The day begins with Jesus explaining the lesson of the fig tree. The fig tree that was cursed for lack of fruit is now an object lesson of faith. Jesus teaches the partnership between believers and God to move mountains according to our faith.
The barrage of questions against Him continue and He teaches three parables against hypocrisy the importance of sincere faith proven by deeds. The parable of Two Sons (Matthew 21:28-32) reminds us that words of faithfulness prove empty if there is no action. Returning to the Lord what belongs to Him is the subject of the next parable (Matthew 21:33-46). Servants who had been given so much, allowed to produce wealth, but refusing to give back is compared to unfaithfulness to God and a sign of lack of faith. He finishes this lesson with the parable of the Great Wedding Banquet (Matthew 22:1-14). Everyone is invited but those found not to have put on wedding clothes are ejected. The wedding clothes were symbolic of repentance and a changed life. Those with a lifestyle conflicting with their words were cast out of the Kingdom of Heaven.
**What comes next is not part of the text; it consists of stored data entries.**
//! The entity abstraction: anything the storage engine persists as an individual
//! record plus an index summary. Tasks, projects, epics, and dependency edges all
//! implement it.

use overseer_core::project::{Epic, Project};
use overseer_core::task::Task;
use overseer_graph::DependencyEdge;
use serde::de::DeserializeOwned;
use serde::Serialize;
use serde_json::{json, Value};

/// The four persisted entity kinds
#[derive(Debug, Copy, Clone, PartialEq, Eq, Hash, strum_macros::Display)]
#[strum(serialize_all = "lowercase")]
pub enum EntityKind {
    Task,
    Project,
    Dependency,
    Epic,
}

impl EntityKind {
    /// Directory under the data root holding this kind's records
    pub fn dir_name(self) -> &'static str {
        match self {
            EntityKind::Task => "tasks",
            EntityKind::Project => "projects",
            EntityKind::Dependency => "dependencies",
            EntityKind::Epic => "epics",
        }
    }

    /// The field its index file keys the summary array under; also the index file
    /// stem (`indexes/tasks.json` holds `{ "tasks": [...] }`)
    pub fn index_field(self) -> &'static str {
        self.dir_name()
    }
}

/// A persistable entity
pub trait Entity: Serialize + DeserializeOwned + Clone {
    /// Which kind this entity is stored as
    const KIND: EntityKind;

    /// The record id; also the file stem (after encoding)
    fn entity_id(&self) -> String;

    /// The denormalised summary carried in the kind's index file. Must contain
    /// an `"id"` field.
    fn summary(&self) -> Value;

    /// Refresh the entity's own modification timestamp, when it has one
    fn refresh_updated_at(&mut self) {}
}

impl Entity for Task {
    const KIND: EntityKind = EntityKind::Task;

    fn entity_id(&self) -> String {
        self.id.to_string()
    }

    fn summary(&self) -> Value {
        json!({
            "id": self.id,
            "title": self.title,
            "status": self.status,
            "priority": self.priority,
            "estimatedHours": self.estimated_hours,
            "projectId": self.project_id,
        })
    }

    fn refresh_updated_at(&mut self) {
        self.touch();
    }
}

impl Entity for Project {
    const KIND: EntityKind = EntityKind::Project;

    fn entity_id(&self) -> String {
        self.id.to_string()
    }

    fn summary(&self) -> Value {
        json!({
            "id": self.id,
            "name": self.name,
            "taskCount": self.task_ids.len(),
            "epicCount": self.epic_ids.len(),
        })
    }

    fn refresh_updated_at(&mut self) {
        self.touch();
    }
}

impl Entity for Epic {
    const KIND: EntityKind = EntityKind::Epic;

    fn entity_id(&self) -> String {
        self.id.to_string()
    }

    fn summary(&self) -> Value {
        json!({
            "id": self.id,
            "projectId": self.project_id,
            "title": self.title,
            "taskCount": self.task_ids.len(),
        })
    }
}

impl Entity for DependencyEdge {
    const KIND: EntityKind = EntityKind::Dependency;

    fn entity_id(&self) -> String {
        self.key().to_string()
    }

    fn summary(&self) -> Value {
        json!({
            "id": self.key().to_string(),
            "from": self.from,
            "to": self.to,
            "type": self.dep_type,
            "critical": self.critical,
        })
    }
}

/// Encode an entity id as a safe file stem. Edge ids contain `->`; anything outside
/// `[A-Za-z0-9._-]` maps to `_`.
pub fn file_stem(id: &str) -> String {
    id.replace("->", "__")
        .chars()
        .map(|c| {
            if c.is_ascii_alphanumeric() || matches!(c, '.' | '_' | '-') {
                c
            } else {
                '_'
            }
        })
        .collect()
}

#[cfg(test)]
mod tests {
    use super::*;
    use overseer_core::identifier::{ProjectId, TaskId};
    use overseer_graph::DependencyType;

    #[test]
    fn summaries_carry_an_id() {
        let task = Task::new(
            TaskId::new("t1").unwrap(),
            ProjectId::new("p1").unwrap(),
            "build",
            2.0,
        )
        .unwrap();
        assert_eq!(task.summary()["id"], "t1");
        assert_eq!(Task::KIND.dir_name(), "tasks");

        let edge = DependencyEdge::new(
            TaskId::new("b").unwrap(),
            TaskId::new("a").unwrap(),
            DependencyType::Task,
        );
        assert_eq!(edge.entity_id(), "b->a");
        assert_eq!(edge.summary()["id"], "b->a");
    }

    #[test]
    fn file_stems_are_filesystem_safe() {
        assert_eq!(file_stem("b->a"), "b__a");
        assert_eq!(file_stem("x/y:z"), "x_y_z");
        assert_eq!(file_stem("plain-id_1.2"), "plain-id_1.2");
    }
}
//! # `overseer-store`
//!
//! The storage engine. Entities persist as individual JSON records beneath a data
//! root, with denormalised index files per kind, a write-through LRU/TTL cache,
//! pre-image transactions, periodic whole-tree backups, and integrity-checked graph
//! persistence with recovery. Every path touched here goes through the security gate
//! first; the storage engine is the sole durable owner of the data model.

#![deny(rustdoc::broken_intra_doc_links)]

#[macro_use]
extern crate serde;

#[macro_use]
extern crate log;

pub mod backup;
pub mod cache;
pub mod engine;
pub mod entity;
pub mod graphs;
pub mod transaction;

// Re-exports
pub use backup::{BackupManager, BackupManifest};
pub use cache::{CacheMetrics, StoreCache};
pub use engine::StorageEngine;
pub use entity::{Entity, EntityKind};
pub use graphs::{GraphLoad, GraphSaved};
pub use transaction::{Transaction, TransactionStatus};
//! Projects own tasks and epics. An epic is a named, ordered grouping of tasks
//! within a project.

use crate::clock;
use crate::identifier::{EpicId, ProjectId, TaskId};

/// A project: the root of ownership for tasks, epics, and the dependency graph
#[derive(Debug, Clone, PartialEq, Serialize, Deserialize)]
#[serde(rename_all = "camelCase")]
pub struct Project {
    pub id: ProjectId,
    pub name: String,
    pub created_at: String,
    pub updated_at: String,
    #[serde(default)]
    pub epic_ids: Vec<EpicId>,
    #[serde(default)]
    pub task_ids: Vec<TaskId>,
}

impl Project {
    pub fn new(id: ProjectId, name: impl Into<String>) -> Self {
        let now = clock::now_rfc3339();
        Self {
            id,
            name: name.into(),
            created_at: now.clone(),
            updated_at: now,
            epic_ids: vec![],
            task_ids: vec![],
        }
    }

    /// Record a task as owned by this project. No-op when already present.
    pub fn adopt_task(&mut self, task: TaskId) {
        if !self.task_ids.contains(&task) {
            self.task_ids.push(task);
            self.touch();
        }
    }

    pub fn touch(&mut self) {
        self.updated_at = clock::now_rfc3339();
    }
}

/// A named collection of tasks within a project
#[derive(Debug, Clone, PartialEq, Serialize, Deserialize)]
#[serde(rename_all = "camelCase")]
pub struct Epic {
    pub id: EpicId,
    pub project_id: ProjectId,
    pub title: String,
    #[serde(default)]
    pub description: String,
    /// Task ids in epic order
    #[serde(default)]
    pub task_ids: Vec<TaskId>,
}

impl Epic {
    pub fn new(id: EpicId, project_id: ProjectId, title: impl Into<String>) -> Self {
        Self {
            id,
            project_id,
            title: title.into(),
            description: String::new(),
            task_ids: vec![],
        }
    }
}
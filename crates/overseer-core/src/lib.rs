//! # `overseer-core`
//!
//! Defines the structs, traits, and shared infrastructure that make up the overseer
//! orchestration engine: the task/project/agent/execution data model, the error and
//! event vocabulary, configuration, logging, and the security gate that mediates
//! every filesystem-touching operation.

#![deny(rustdoc::broken_intra_doc_links)]

#[macro_use]
extern crate serde;

#[macro_use]
extern crate log;

pub mod agent;
pub mod cancel;
pub mod checksum;
pub mod clock;
pub mod config;
pub mod error;
pub mod events;
pub mod execution;
pub mod gate;
pub mod identifier;
pub mod logging;
pub mod project;
pub mod task;

// Re-exports
pub use error::{OverseerError, Result};
pub use events::{EngineEvent, EventBus};
pub use gate::SecurityGate;

pub mod prelude {
    //! Provides the most commonly used types within overseer

    pub use crate::agent::{Agent, AgentStatus, ResourceBudget};
    pub use crate::cancel::CancellationToken;
    pub use crate::config::OverseerConfig;
    pub use crate::error::{ErrorKind, OverseerError, Result};
    pub use crate::events::{EngineEvent, EventBus};
    pub use crate::execution::{
        Execution, ExecutionResult, ExecutionStatus, ResourceRequirements,
    };
    pub use crate::gate::{AccessMode, LockMode, SecurityGate};
    pub use crate::identifier::{
        AgentId, BackupId, EdgeKey, EpicId, ExecutionId, LockId, ProjectId, TaskId,
    };
    pub use crate::project::{Epic, Project};
    pub use crate::task::{Task, TaskPriority, TaskStatus};

    pub use std::result::Result as StdResult;
}
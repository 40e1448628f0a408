//! The write-through entity cache: bounded LRU with per-entry TTL, keyed
//! `"{kind}:{id}"`. Reads count hits and requests for the metrics snapshot; a
//! background loop evicts expired entries.

use crate::entity::EntityKind;
use crossbeam::channel::{bounded, RecvTimeoutError, Sender};
use overseer_core::config::CacheConfig;
use parking_lot::Mutex;
use serde_json::Value;
use std::collections::HashMap;
use std::sync::atomic::{AtomicU64, Ordering};
use std::sync::Arc;
use std::thread::JoinHandle;
use std::time::{Duration, Instant};

struct CacheEntry {
    value: Value,
    inserted_at: Instant,
    last_access: Instant,
}

/// Hit/size counters for the metrics event
#[derive(Debug, Clone, PartialEq, Serialize)]
#[serde(rename_all = "camelCase")]
pub struct CacheMetrics {
    pub hits: u64,
    pub requests: u64,
    pub entries: usize,
    pub hit_rate: f64,
}

/// The cache itself. Disabled caches answer every read with a miss and store nothing.
pub struct StoreCache {
    enabled: bool,
    max_size: usize,
    ttl: Duration,
    entries: Mutex<HashMap<String, CacheEntry>>,
    hits: AtomicU64,
    requests: AtomicU64,
}

impl StoreCache {
    pub fn new(config: &CacheConfig) -> Self {
        Self {
            enabled: config.enabled,
            max_size: config.max_size.max(1),
            ttl: Duration::from_secs(config.ttl_seconds),
            entries: Mutex::new(HashMap::new()),
            hits: AtomicU64::new(0),
            requests: AtomicU64::new(0),
        }
    }

    /// The `"{kind}:{id}"` cache key
    pub fn key(kind: EntityKind, id: &str) -> String {
        format!("{}:{}", kind, id)
    }

    pub fn get(&self, key: &str) -> Option<Value> {
        if !self.enabled {
            return None;
        }
        self.requests.fetch_add(1, Ordering::Relaxed);
        let mut entries = self.entries.lock();
        match entries.get_mut(key) {
            Some(entry) if entry.inserted_at.elapsed() < self.ttl => {
                entry.last_access = Instant::now();
                self.hits.fetch_add(1, Ordering::Relaxed);
                Some(entry.value.clone())
            }
            Some(_) => {
                entries.remove(key);
                None
            }
            None => None,
        }
    }

    pub fn set(&self, key: impl Into<String>, value: Value) {
        if !self.enabled {
            return;
        }
        let key = key.into();
        let mut entries = self.entries.lock();
        if entries.len() >= self.max_size && !entries.contains_key(&key) {
            evict_lru(&mut entries);
        }
        let now = Instant::now();
        entries.insert(
            key,
            CacheEntry {
                value,
                inserted_at: now,
                last_access: now,
            },
        );
    }

    pub fn remove(&self, key: &str) {
        self.entries.lock().remove(key);
    }

    /// Drop expired entries, returning how many were evicted
    pub fn cleanup(&self) -> usize {
        let mut entries = self.entries.lock();
        let before = entries.len();
        entries.retain(|_, entry| entry.inserted_at.elapsed() < self.ttl);
        before - entries.len()
    }

    pub fn metrics(&self) -> CacheMetrics {
        let hits = self.hits.load(Ordering::Relaxed);
        let requests = self.requests.load(Ordering::Relaxed);
        CacheMetrics {
            hits,
            requests,
            entries: self.entries.lock().len(),
            hit_rate: if requests == 0 {
                0.0
            } else {
                hits as f64 / requests as f64
            },
        }
    }

    /// Start the background cleanup loop
    pub fn spawn_cleaner(self: &Arc<Self>, interval: Duration) -> CacheCleanerHandle {
        let cache = Arc::clone(self);
        let (stop_tx, stop_rx) = bounded::<()>(1);
        let handle = std::thread::spawn(move || loop {
            match stop_rx.recv_timeout(interval) {
                Err(RecvTimeoutError::Timeout) => {
                    let evicted = cache.cleanup();
                    if evicted > 0 {
                        debug!("cache cleanup evicted {} expired entries", evicted);
                    }
                }
                _ => break,
            }
        });
        CacheCleanerHandle {
            stop: stop_tx,
            handle: Some(handle),
        }
    }
}

fn evict_lru(entries: &mut HashMap<String, CacheEntry>) {
    let oldest = entries
        .iter()
        .min_by_key(|(_, entry)| entry.last_access)
        .map(|(key, _)| key.clone());
    if let Some(key) = oldest {
        entries.remove(&key);
    }
}

/// Stops the cache cleaner when dropped
pub struct CacheCleanerHandle {
    stop: Sender<()>,
    handle: Option<JoinHandle<()>>,
}

impl Drop for CacheCleanerHandle {
    fn drop(&mut self) {
        let _ = self.stop.try_send(());
        if let Some(handle) = self.handle.take() {
            let _ = handle.join();
        }
    }
}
This day of lecture would continue teaching us the Greatest Commandment of loving God with all of our heart and loving our neighbor as ourself (Matthew 22:34-40). He would give strong warnings and woes to the hypocritical religious leaders full of pomp but empty of real faith (Matthew 23:1-36).
Later in the day, He turned to his own disciples to warn them of the signs of the end, coming persecution, the antichrist, then the return of the Son of Man in all of His glory (Matthew 24). The persecution began in the early church with Christians being flogged, quartered, burned alive, boiled in oil, crucified, put in prison. Jesus warned this persecution would cause many to fall away, but He urged them to stay strong. He says in the last days, love will grow cold, but those who endure to the end will be saved (Matthew 24:12). How perfect and appropriate for Christians this discourse was and continues to be. The testing and persecution reveal the sincerity of our faith to ensure we are not modern-day Pharisees. We must stay strong.
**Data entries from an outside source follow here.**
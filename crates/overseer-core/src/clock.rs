//! Wall-clock helpers. Records carry RFC3339 strings so that persisted entities stay
//! human-readable and diff-friendly; deadlines use [`std::time::Instant`] instead.

use std::time::{SystemTime, UNIX_EPOCH};
use time::format_description::well_known::Rfc3339;
use time::macros::format_description;
use time::OffsetDateTime;

/// The current UTC time formatted as RFC3339
pub fn now_rfc3339() -> String {
    OffsetDateTime::now_utc()
        .format(&Rfc3339)
        .unwrap_or_else(|_| String::from("1970-01-01T00:00:00Z"))
}

/// Seconds since the unix epoch
pub fn unix_seconds() -> u64 {
    SystemTime::now()
        .duration_since(UNIX_EPOCH)
        .map(|d| d.as_secs())
        .unwrap_or(0)
}

/// A compact `YYYYMMDDHHMMSS` stamp, used for backup directory names
pub fn compact_timestamp() -> String {
    let format = format_description!("[year][month][day][hour][minute][second]");
    OffsetDateTime::now_utc()
        .format(&format)
        .unwrap_or_else(|_| unix_seconds().to_string())
}
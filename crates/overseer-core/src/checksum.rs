//! Deterministic fingerprints over serialised records.
//!
//! The contract: a 32-bit hash over the JSON structure with the `checksum` and
//! `timestamp` fields removed at any depth and all object keys sorted recursively.
//! Same inputs produce the same output across compliant implementations, independent
//! of key-insertion order.

use serde_json::{Map, Value};
use sha2::{Digest, Sha256};

/// Schema version written into every persisted record
pub const SCHEMA_VERSION: &str = "1.0.0";

/// Fields excluded from fingerprinting at every depth
const EXCLUDED_KEYS: [&str; 2] = ["checksum", "timestamp"];

/// Produce the canonical form of a value: excluded keys stripped, object keys sorted.
///
/// `serde_json`'s map is already ordered; the rebuild here makes the sorting explicit
/// so the canonical form survives a `preserve_order` feature unification.
pub fn canonicalize(value: &Value) -> Value {
    match value {
        Value::Object(map) => {
            let mut sorted: Vec<(&String, &Value)> = map
                .iter()
                .filter(|(key, _)| !EXCLUDED_KEYS.contains(&key.as_str()))
                .collect();
            sorted.sort_by(|a, b| a.0.cmp(b.0));
            let mut out = Map::new();
            for (key, inner) in sorted {
                out.insert(key.clone(), canonicalize(inner));
            }
            Value::Object(out)
        }
        Value::Array(items) => Value::Array(items.iter().map(canonicalize).collect()),
        other => other.clone(),
    }
}

/// The canonical JSON text of a value
pub fn canonical_json(value: &Value) -> String {
    canonicalize(value).to_string()
}

/// Compute the 32-bit fingerprint of a value, rendered as 8 hex characters.
///
/// The value is canonicalised, hashed with SHA-256, and the first four bytes of the
/// digest become the checksum.
pub fn checksum32(value: &Value) -> String {
    let canonical = canonical_json(value);
    let digest = Sha256::digest(canonical.as_bytes());
    let word = u32::from_be_bytes([digest[0], digest[1], digest[2], digest[3]]);
    format!("{:08x}", word)
}

#[cfg(test)]
mod tests {
    use super::*;
    use serde_json::json;

    #[test]
    fn checksum_ignores_checksum_and_timestamp_fields() {
        let a = json!({"nodes": {"t1": 1}, "checksum": "deadbeef", "timestamp": "now"});
        let b = json!({"nodes": {"t1": 1}});
        assert_eq!(checksum32(&a), checksum32(&b));
    }

    #[test]
    fn checksum_is_order_independent() {
        let a = json!({"b": 1, "a": {"y": 2, "x": 3}});
        let b = json!({"a": {"x": 3, "y": 2}, "b": 1});
        assert_eq!(checksum32(&a), checksum32(&b));
    }

    #[test]
    fn checksum_sees_nested_changes() {
        let a = json!({"edges": {"a->b": {"weight": 1.0}}});
        let b = json!({"edges": {"a->b": {"weight": 2.0}}});
        assert_ne!(checksum32(&a), checksum32(&b));
    }

    #[test]
    fn excluded_keys_are_stripped_at_depth() {
        let a = json!({"meta": {"timestamp": "x", "count": 2}});
        let b = json!({"meta": {"count": 2}});
        assert_eq!(canonical_json(&a), canonical_json(&b));
    }
}
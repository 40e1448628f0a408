//! Graph persistence. The graph engine itself is pure; every graph that touches disk
//! does so here: atomic saves with a `.backup` sibling and rolling `.vN` versions,
//! and loads that run the integrity check and walk the recovery ladder when the
//! primary file is corrupt.

use crate::engine::StorageEngine;
use overseer_core::error::{OverseerError, Result};
use overseer_core::gate::AccessMode;
use overseer_core::identifier::ProjectId;
use overseer_graph::{DependencyGraph, GraphFormat, SerializedGraph};
use std::fs;
use std::path::{Path, PathBuf};

/// How many rolling `.vN` versions a save keeps
const MAX_VERSIONS: usize = 3;

/// Result of a successful save
#[derive(Debug, Clone, PartialEq)]
pub struct GraphSaved {
    pub path: PathBuf,
    pub size: u64,
    pub checksum: String,
}

/// Result of a load, including whether recovery was needed
#[derive(Debug)]
pub struct GraphLoad {
    pub graph: DependencyGraph,
    pub recovered: bool,
    /// The fallback file that supplied the data, when recovery kicked in
    pub backup_used: Option<PathBuf>,
    /// Integrity diagnostics collected from the primary file
    pub diagnostics: Vec<String>,
}

impl StorageEngine {
    /// The canonical location of a project's graph file
    pub fn graph_path(&self, project_id: &ProjectId, format: GraphFormat) -> PathBuf {
        self.root()
            .join("graphs")
            .join(format!("{}.{}", project_id, format))
    }

    /// Save a graph to its canonical location
    pub fn save_graph(
        &self,
        graph: &mut DependencyGraph,
        format: GraphFormat,
        create_backup: bool,
    ) -> Result<GraphSaved> {
        let path = self.graph_path(graph.project_id(), format);
        self.save_graph_to(graph, &path, format, create_backup)
    }

    /// Save a graph to an explicit path. When the target already exists and
    /// `create_backup` is set, the old file is first copied to `<path>.backup` and
    /// rotated into the `.vN` chain.
    pub fn save_graph_to(
        &self,
        graph: &mut DependencyGraph,
        path: &Path,
        format: GraphFormat,
        create_backup: bool,
    ) -> Result<GraphSaved> {
        let path = self.gate().validate_path(path, AccessMode::Write)?;
        let record = graph.serialize(format)?;
        let text = record.to_text(format)?;

        if path.exists() && create_backup {
            fs::copy(&path, sibling(&path, "backup"))?;
            self.rotate_versions(&path)?;
        }
        self.write_text_atomic(&path, &text)?;
        debug!(
            "saved graph {} to {} ({} bytes)",
            graph.project_id(),
            path.display(),
            text.len()
        );
        Ok(GraphSaved {
            path,
            size: text.len() as u64,
            checksum: record.checksum,
        })
    }

    /// Load a project's graph from its canonical location
    pub fn load_graph(&self, project_id: &ProjectId, format: GraphFormat) -> Result<GraphLoad> {
        let path = self.graph_path(project_id, format);
        self.load_graph_from(&path)
    }

    /// Load a graph, picking the format from the file extension. When the primary
    /// file fails its integrity check, recovery tries `<path>.backup`, then the
    /// newest `.vN` version; only when every candidate fails does the load surface
    /// the `corruption` kind with the collected diagnostics.
    pub fn load_graph_from(&self, path: &Path) -> Result<GraphLoad> {
        let path = self.gate().validate_path(path, AccessMode::Read)?;
        let format = path
            .extension()
            .and_then(|e| e.to_str())
            .and_then(GraphFormat::from_extension)
            .unwrap_or(GraphFormat::Json);

        let primary_diagnostics = match self.try_load(&path, format) {
            Ok(graph) => {
                return Ok(GraphLoad {
                    graph,
                    recovered: false,
                    backup_used: None,
                    diagnostics: vec![],
                })
            }
            Err(diagnostics) => diagnostics,
        };
        warn!(
            "graph file {} failed its integrity check, attempting recovery",
            path.display()
        );

        for candidate in self.recovery_candidates(&path) {
            if !candidate.exists() {
                continue;
            }
            if let Ok(graph) = self.try_load(&candidate, format) {
                info!("recovered graph from {}", candidate.display());
                return Ok(GraphLoad {
                    graph,
                    recovered: true,
                    backup_used: Some(candidate),
                    diagnostics: primary_diagnostics,
                });
            }
        }

        Err(OverseerError::corruption(
            format!("graph file {} is corrupt and no backup was usable", path.display()),
            primary_diagnostics,
        ))
    }

    /// Parse and integrity-check one candidate file
    fn try_load(&self, path: &Path, format: GraphFormat) -> std::result::Result<DependencyGraph, Vec<String>> {
        let text = fs::read_to_string(path).map_err(|e| vec![e.to_string()])?;
        let record = SerializedGraph::from_text(&text, format).map_err(|e| vec![e.to_string()])?;
        let diagnostics = record.integrity_check();
        if !diagnostics.is_empty() {
            return Err(diagnostics);
        }
        DependencyGraph::from_serialized(&record).map_err(|e| vec![e.to_string()])
    }

    /// `<path>.backup` first, then versions newest first (`.v1` is the most
    /// recently rotated)
    fn recovery_candidates(&self, path: &Path) -> Vec<PathBuf> {
        let mut candidates = vec![sibling(path, "backup")];
        for n in 1..=MAX_VERSIONS {
            candidates.push(sibling(path, &format!("v{}", n)));
        }
        candidates
    }

    /// Shift `.v1 → .v2 → .v3`, dropping the oldest, then park the current file as
    /// `.v1`
    fn rotate_versions(&self, path: &Path) -> Result<()> {
        for n in (1..MAX_VERSIONS).rev() {
            let from = sibling(path, &format!("v{}", n));
            if from.exists() {
                fs::rename(&from, sibling(path, &format!("v{}", n + 1)))?;
            }
        }
        fs::copy(path, sibling(path, "v1"))?;
        Ok(())
    }
}

/// `graph.json` → `graph.json.<suffix>`
fn sibling(path: &Path, suffix: &str) -> PathBuf {
    let mut name = path
        .file_name()
        .map(|n| n.to_string_lossy().into_owned())
        .unwrap_or_default();
    name.push('.');
    name.push_str(suffix);
    path.with_file_name(name)
}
The seminar comes to an end with lessons of making sure you are ready for the returning Groom to gather His bride (Matthew 25:1-13). More parables finish the day teaching us how to ensure we are ready on that day. The parables of the wise servant (Matthew 24:45-51), the talents (Matthew 25:14-30), and the sheep and goats (Matthew 25:31-46) all remind us that we are to take the salvation God has given us and let good deeds flow out of our faith. It is not that we are saved by works, but a lukewarm faith, fat and lazy, leads not to salvation. It gives our Lord nausea and He vomits us out of His mouth (Revelation 3:16).
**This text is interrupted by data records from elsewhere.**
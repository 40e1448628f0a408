//! The orchestrator: owns one graph per project and the engines beneath them, and
//! moves work along the pipeline — decomposition into the graph, ready tasks into
//! the execution engine, lifecycle transitions back into the graph and storage.

use crate::reports::{DecompositionReport, DiagnosticsReport, DrainReport};
use crossbeam::channel::{bounded, Receiver, RecvTimeoutError, Sender};
use overseer_core::config::OverseerConfig;
use overseer_core::error::{ErrorKind, OverseerError, Result};
use overseer_core::events::{EngineEvent, EventBus};
use overseer_core::execution::{Execution, ExecutionResult, ResourceRequirements};
use overseer_core::gate::SecurityGate;
use overseer_core::identifier::{AgentId, EpicId, ExecutionId, ProjectId, TaskId};
use overseer_core::project::{Epic, Project};
use overseer_core::task::{Task, TaskStatus};
use overseer_exec::{AgentRegistry, EngineLoops, ExecutionEngine};
use overseer_graph::proposal::AUTO_APPLY_THRESHOLD;
use overseer_graph::{
    propose_dependencies, DependencyEdge, DependencyGraph, DependencyType, GraphFormat,
};
use overseer_store::cache::CacheCleanerHandle;
use overseer_store::{BackupManager, StorageEngine};
use parking_lot::Mutex;
use serde_json::{json, Value};
use std::collections::HashMap;
use std::path::Path;
use std::sync::Arc;
use std::thread::JoinHandle;
use std::time::Duration;

/// An edge handed in alongside a decomposition
#[derive(Debug, Clone, PartialEq, Serialize, Deserialize)]
#[serde(rename_all = "camelCase")]
pub struct ProposedEdge {
    /// The task that must wait
    pub dependent: TaskId,
    /// The task it waits on
    pub dependency: TaskId,
    #[serde(rename = "type")]
    pub dep_type: DependencyType,
    #[serde(default = "default_weight")]
    pub weight: f64,
    #[serde(default)]
    pub critical: bool,
    #[serde(default, skip_serializing_if = "Option::is_none")]
    pub description: Option<String>,
}

fn default_weight() -> f64 {
    1.0
}

impl ProposedEdge {
    pub fn new(dependent: TaskId, dependency: TaskId, dep_type: DependencyType) -> Self {
        Self {
            dependent,
            dependency,
            dep_type,
            weight: 1.0,
            critical: false,
            description: None,
        }
    }
}

/// The top-level engine an embedder drives
pub struct Orchestrator {
    config: OverseerConfig,
    bus: Arc<EventBus>,
    gate: Arc<SecurityGate>,
    store: Arc<StorageEngine>,
    exec: Arc<ExecutionEngine>,
    graphs: Mutex<HashMap<ProjectId, DependencyGraph>>,
}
The entire day can be summed up with the only lesson with a real person as the object lesson. It was the widow who came and gave all she had (Mark 12:41-44). This is the subject of Tuesday’s seminar on faith. It can not be lukewarm. It can not be in word only. It must consume our life. We are called to give all of ourselves to the work of God, loving humanity as an offering pleasing to the Lord.
Today, we have sat at the feet of the Great Rabbi, reminding us that faith has feet. The sincerity of our faith is seen in our service to others. This is our calling to prepare us for His glorious return. We must allow these lessons to spur us on to good deeds, not out of obligation or selfish ambition as we learned from Sunday and Monday, but out of love to the One who will let Himself be nailed to the cross in a just a few days for your sin and mine.
Leave me a comment. If you had sat at the feet of Christ throughout this day, what would you be feeling about your own faith? Have you given Him your all?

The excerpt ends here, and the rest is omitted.